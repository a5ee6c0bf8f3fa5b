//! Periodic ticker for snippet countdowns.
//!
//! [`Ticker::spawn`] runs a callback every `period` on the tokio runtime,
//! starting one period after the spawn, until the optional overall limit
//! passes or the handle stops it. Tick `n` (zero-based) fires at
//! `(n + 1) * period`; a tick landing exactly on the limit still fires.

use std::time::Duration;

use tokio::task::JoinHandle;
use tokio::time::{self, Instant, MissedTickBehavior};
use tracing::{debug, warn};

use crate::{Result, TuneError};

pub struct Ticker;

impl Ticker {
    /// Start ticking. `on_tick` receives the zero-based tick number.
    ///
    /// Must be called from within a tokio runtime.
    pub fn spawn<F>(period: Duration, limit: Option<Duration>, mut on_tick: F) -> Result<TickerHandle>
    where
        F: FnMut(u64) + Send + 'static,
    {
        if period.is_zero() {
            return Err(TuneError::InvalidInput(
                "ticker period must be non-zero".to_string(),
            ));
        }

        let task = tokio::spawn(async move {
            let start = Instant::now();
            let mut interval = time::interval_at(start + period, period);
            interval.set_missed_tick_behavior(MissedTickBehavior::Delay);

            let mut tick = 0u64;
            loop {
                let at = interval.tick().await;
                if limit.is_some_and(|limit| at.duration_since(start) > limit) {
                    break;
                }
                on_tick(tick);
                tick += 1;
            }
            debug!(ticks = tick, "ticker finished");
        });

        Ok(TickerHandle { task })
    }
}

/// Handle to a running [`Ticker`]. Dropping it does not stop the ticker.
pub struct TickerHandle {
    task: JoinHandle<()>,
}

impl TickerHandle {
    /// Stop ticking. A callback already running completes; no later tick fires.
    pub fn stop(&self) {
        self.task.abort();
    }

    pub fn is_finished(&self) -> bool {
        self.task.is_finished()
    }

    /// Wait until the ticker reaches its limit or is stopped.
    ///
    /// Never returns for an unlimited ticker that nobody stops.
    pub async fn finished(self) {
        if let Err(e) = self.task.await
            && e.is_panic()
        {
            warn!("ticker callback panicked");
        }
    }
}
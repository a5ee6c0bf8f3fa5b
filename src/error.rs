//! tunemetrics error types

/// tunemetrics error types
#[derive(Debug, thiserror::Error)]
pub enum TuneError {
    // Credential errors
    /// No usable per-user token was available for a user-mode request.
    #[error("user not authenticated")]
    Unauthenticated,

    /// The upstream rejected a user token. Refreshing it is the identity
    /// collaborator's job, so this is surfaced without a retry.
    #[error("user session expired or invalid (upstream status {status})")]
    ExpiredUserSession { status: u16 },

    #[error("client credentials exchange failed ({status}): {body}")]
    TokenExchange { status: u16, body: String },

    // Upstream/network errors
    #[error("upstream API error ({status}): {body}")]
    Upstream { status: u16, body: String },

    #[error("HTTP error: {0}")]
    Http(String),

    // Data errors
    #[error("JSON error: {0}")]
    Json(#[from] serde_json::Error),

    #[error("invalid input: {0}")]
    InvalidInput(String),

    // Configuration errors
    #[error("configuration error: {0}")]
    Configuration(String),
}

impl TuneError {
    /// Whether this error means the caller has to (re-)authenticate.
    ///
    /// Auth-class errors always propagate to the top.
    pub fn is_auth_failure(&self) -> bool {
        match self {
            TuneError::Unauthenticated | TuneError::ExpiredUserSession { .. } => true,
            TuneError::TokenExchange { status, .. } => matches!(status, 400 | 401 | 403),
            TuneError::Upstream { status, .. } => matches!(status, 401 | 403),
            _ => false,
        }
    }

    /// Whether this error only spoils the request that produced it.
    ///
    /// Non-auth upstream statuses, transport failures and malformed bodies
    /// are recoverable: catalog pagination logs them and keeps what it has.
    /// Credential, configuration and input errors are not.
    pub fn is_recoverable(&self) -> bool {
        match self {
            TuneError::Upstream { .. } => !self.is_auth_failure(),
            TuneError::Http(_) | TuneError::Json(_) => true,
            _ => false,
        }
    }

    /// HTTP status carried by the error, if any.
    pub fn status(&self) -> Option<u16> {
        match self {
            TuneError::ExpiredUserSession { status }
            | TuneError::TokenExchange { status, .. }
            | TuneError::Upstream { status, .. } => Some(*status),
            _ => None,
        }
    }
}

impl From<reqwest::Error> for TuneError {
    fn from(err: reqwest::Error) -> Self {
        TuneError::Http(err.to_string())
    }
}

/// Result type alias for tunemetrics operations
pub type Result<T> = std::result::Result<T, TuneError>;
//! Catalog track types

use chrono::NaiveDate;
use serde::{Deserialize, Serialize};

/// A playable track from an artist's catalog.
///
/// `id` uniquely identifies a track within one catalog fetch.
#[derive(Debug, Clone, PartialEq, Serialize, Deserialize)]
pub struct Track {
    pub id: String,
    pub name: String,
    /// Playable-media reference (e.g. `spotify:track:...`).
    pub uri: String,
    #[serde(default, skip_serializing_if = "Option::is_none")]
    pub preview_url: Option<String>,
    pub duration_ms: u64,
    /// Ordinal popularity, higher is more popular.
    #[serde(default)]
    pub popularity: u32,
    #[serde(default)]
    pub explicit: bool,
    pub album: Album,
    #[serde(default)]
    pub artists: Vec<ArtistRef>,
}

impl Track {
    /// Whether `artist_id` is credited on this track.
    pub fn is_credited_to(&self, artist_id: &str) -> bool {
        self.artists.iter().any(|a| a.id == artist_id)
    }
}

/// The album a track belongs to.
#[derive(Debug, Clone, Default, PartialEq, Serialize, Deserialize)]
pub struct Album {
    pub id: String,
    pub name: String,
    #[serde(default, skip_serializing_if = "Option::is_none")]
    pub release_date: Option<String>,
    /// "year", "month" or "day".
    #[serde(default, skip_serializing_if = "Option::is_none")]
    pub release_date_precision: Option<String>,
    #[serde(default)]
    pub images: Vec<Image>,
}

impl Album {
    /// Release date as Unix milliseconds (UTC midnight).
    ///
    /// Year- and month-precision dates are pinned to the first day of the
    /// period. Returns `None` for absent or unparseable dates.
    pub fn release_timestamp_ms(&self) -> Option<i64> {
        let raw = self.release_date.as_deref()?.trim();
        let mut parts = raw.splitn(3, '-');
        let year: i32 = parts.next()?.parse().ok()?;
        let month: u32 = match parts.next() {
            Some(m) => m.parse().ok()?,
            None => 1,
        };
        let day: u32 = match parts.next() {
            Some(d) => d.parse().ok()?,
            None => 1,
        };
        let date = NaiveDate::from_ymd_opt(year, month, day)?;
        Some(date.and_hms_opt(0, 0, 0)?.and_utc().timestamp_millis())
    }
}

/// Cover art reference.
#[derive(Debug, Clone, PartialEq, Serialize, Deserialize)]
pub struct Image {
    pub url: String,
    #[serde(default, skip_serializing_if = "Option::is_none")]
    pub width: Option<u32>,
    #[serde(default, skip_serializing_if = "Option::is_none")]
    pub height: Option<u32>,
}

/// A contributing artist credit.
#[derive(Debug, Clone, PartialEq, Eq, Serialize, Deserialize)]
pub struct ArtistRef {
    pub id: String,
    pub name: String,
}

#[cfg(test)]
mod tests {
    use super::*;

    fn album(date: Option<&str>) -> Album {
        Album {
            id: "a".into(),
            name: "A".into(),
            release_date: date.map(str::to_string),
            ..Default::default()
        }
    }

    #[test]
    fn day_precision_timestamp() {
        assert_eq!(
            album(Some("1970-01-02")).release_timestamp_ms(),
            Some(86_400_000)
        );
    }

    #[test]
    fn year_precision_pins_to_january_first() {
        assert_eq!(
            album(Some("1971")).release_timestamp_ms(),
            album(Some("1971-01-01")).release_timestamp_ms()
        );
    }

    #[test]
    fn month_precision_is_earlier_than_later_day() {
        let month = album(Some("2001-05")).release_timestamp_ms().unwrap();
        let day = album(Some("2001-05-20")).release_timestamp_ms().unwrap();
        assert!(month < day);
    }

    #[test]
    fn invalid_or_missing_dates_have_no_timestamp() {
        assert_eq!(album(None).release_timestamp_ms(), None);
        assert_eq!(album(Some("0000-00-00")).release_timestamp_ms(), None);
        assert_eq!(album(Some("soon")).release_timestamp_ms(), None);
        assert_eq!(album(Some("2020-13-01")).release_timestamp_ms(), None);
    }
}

# TRY IT
Pick every line containing the word "runtime" out of the material, and copy those lines.

# RESULT OF THIS TASK
//! [`Ticker::spawn`] runs a callback every `period` on the tokio runtime,
    /// Must be called from within a tokio runtime.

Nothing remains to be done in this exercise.